Task
Take the entries below and print, exactly, the stretch from the line containing "filename ophis-core/src/config/mod.rs" through the line containing "pub use machine::Phase;", both included.

[Excerpts from a dataset]

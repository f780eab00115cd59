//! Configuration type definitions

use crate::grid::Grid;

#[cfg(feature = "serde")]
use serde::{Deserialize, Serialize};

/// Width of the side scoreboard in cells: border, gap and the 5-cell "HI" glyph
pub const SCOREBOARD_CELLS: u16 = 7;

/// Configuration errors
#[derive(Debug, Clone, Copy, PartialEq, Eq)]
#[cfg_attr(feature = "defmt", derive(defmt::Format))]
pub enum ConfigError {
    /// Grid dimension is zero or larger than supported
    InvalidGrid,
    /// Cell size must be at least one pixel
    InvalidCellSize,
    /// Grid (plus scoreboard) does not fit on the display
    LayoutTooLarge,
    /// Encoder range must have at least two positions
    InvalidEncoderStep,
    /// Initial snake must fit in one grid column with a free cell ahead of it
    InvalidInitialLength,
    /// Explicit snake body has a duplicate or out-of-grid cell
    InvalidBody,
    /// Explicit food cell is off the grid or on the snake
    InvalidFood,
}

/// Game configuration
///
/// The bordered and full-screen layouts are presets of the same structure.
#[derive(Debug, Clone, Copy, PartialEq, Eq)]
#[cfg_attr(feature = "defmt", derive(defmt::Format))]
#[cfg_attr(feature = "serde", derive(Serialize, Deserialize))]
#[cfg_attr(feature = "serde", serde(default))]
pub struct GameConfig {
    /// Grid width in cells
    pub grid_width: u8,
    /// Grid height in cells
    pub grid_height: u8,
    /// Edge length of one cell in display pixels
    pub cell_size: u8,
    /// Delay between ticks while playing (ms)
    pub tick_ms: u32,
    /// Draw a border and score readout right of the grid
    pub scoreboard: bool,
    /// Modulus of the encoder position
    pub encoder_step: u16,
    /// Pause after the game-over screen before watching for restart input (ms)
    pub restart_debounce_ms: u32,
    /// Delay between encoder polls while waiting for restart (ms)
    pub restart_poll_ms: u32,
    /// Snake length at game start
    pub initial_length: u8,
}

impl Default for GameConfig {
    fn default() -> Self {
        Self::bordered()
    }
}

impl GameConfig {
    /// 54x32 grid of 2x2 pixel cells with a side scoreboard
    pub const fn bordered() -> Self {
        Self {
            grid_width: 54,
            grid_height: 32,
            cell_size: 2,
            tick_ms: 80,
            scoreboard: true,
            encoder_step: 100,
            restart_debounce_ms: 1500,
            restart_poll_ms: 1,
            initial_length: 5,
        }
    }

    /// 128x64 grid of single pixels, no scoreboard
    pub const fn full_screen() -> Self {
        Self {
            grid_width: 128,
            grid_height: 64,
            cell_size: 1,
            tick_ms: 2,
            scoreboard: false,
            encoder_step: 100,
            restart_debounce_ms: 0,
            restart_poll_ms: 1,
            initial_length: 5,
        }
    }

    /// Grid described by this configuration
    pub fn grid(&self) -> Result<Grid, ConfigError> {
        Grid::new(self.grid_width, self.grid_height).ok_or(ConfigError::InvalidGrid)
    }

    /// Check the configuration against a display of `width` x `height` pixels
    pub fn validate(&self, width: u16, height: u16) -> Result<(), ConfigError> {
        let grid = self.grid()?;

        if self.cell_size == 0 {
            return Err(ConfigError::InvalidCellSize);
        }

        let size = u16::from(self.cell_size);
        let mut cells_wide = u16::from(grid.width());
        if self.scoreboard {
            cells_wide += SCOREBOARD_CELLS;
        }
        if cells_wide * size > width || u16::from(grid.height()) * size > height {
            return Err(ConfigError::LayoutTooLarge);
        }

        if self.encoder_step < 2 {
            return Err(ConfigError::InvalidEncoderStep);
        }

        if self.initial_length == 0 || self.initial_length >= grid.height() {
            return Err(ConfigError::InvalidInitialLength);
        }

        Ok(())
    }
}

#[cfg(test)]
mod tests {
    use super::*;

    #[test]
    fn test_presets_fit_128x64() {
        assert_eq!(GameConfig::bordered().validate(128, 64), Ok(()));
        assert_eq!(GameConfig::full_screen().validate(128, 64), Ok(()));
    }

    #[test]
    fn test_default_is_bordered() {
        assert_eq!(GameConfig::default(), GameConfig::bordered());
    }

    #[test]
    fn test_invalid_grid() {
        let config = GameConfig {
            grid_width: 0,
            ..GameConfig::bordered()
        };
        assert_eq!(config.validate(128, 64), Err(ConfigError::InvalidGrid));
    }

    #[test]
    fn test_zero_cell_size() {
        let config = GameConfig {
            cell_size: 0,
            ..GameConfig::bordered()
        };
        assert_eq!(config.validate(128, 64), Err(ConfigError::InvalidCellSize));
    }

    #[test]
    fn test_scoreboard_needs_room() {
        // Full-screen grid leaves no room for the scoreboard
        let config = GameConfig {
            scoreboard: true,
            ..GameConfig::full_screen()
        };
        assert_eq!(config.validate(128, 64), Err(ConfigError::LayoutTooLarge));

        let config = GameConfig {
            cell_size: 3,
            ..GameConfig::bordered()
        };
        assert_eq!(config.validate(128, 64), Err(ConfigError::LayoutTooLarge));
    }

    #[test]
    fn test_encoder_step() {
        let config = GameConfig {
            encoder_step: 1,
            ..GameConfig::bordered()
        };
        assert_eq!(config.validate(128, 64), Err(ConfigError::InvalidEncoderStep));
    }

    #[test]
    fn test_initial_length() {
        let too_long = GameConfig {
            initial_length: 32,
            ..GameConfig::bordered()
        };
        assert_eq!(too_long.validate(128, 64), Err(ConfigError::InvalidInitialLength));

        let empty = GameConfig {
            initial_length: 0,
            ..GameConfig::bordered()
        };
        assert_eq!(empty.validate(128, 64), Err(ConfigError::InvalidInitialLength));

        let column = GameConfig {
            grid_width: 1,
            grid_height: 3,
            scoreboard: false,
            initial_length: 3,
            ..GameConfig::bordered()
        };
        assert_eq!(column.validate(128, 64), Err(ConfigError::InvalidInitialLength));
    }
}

...

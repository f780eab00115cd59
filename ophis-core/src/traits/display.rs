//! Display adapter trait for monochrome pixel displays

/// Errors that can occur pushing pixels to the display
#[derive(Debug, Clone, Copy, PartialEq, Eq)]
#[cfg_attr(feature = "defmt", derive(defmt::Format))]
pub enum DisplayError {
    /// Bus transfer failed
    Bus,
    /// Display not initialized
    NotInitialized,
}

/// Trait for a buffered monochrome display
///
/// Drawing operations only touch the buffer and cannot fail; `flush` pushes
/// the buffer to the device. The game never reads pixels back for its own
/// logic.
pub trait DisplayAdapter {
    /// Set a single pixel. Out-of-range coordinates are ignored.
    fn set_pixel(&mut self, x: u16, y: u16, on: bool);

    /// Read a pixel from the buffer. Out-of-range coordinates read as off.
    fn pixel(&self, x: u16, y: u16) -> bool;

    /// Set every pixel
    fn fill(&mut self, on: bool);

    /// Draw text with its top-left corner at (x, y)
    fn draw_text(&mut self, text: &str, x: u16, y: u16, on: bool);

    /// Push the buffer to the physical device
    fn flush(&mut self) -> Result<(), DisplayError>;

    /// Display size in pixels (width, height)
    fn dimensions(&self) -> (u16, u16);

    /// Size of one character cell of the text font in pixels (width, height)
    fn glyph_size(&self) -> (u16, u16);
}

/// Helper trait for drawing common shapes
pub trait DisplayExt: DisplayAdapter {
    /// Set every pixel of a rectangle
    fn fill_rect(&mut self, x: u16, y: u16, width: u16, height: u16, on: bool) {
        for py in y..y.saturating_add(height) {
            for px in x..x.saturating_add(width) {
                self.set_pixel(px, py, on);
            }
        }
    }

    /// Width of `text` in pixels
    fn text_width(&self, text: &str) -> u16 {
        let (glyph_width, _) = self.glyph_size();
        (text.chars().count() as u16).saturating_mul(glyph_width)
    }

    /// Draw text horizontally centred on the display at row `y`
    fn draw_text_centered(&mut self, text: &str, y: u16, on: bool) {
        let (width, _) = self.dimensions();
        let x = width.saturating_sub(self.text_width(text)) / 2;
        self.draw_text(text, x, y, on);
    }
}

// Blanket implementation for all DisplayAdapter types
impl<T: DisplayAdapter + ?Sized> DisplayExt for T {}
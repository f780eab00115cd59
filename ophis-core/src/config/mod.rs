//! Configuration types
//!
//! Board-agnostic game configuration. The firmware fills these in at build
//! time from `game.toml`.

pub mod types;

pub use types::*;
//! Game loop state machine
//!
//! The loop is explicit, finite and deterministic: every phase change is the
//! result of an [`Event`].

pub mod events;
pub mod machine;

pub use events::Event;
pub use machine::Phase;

Solution below
filename ophis-core/src/config/mod.rs
//! Configuration types
//!
//! Board-agnostic game configuration. The firmware fills these in at build
//! time from `game.toml`.

pub mod types;

pub use types::*;
//! Game loop state machine
//!
//! The loop is explicit, finite and deterministic: every phase change is the
//! result of an [`Event`].

pub mod events;
pub mod machine;

pub use events::Event;
pub use machine::Phase;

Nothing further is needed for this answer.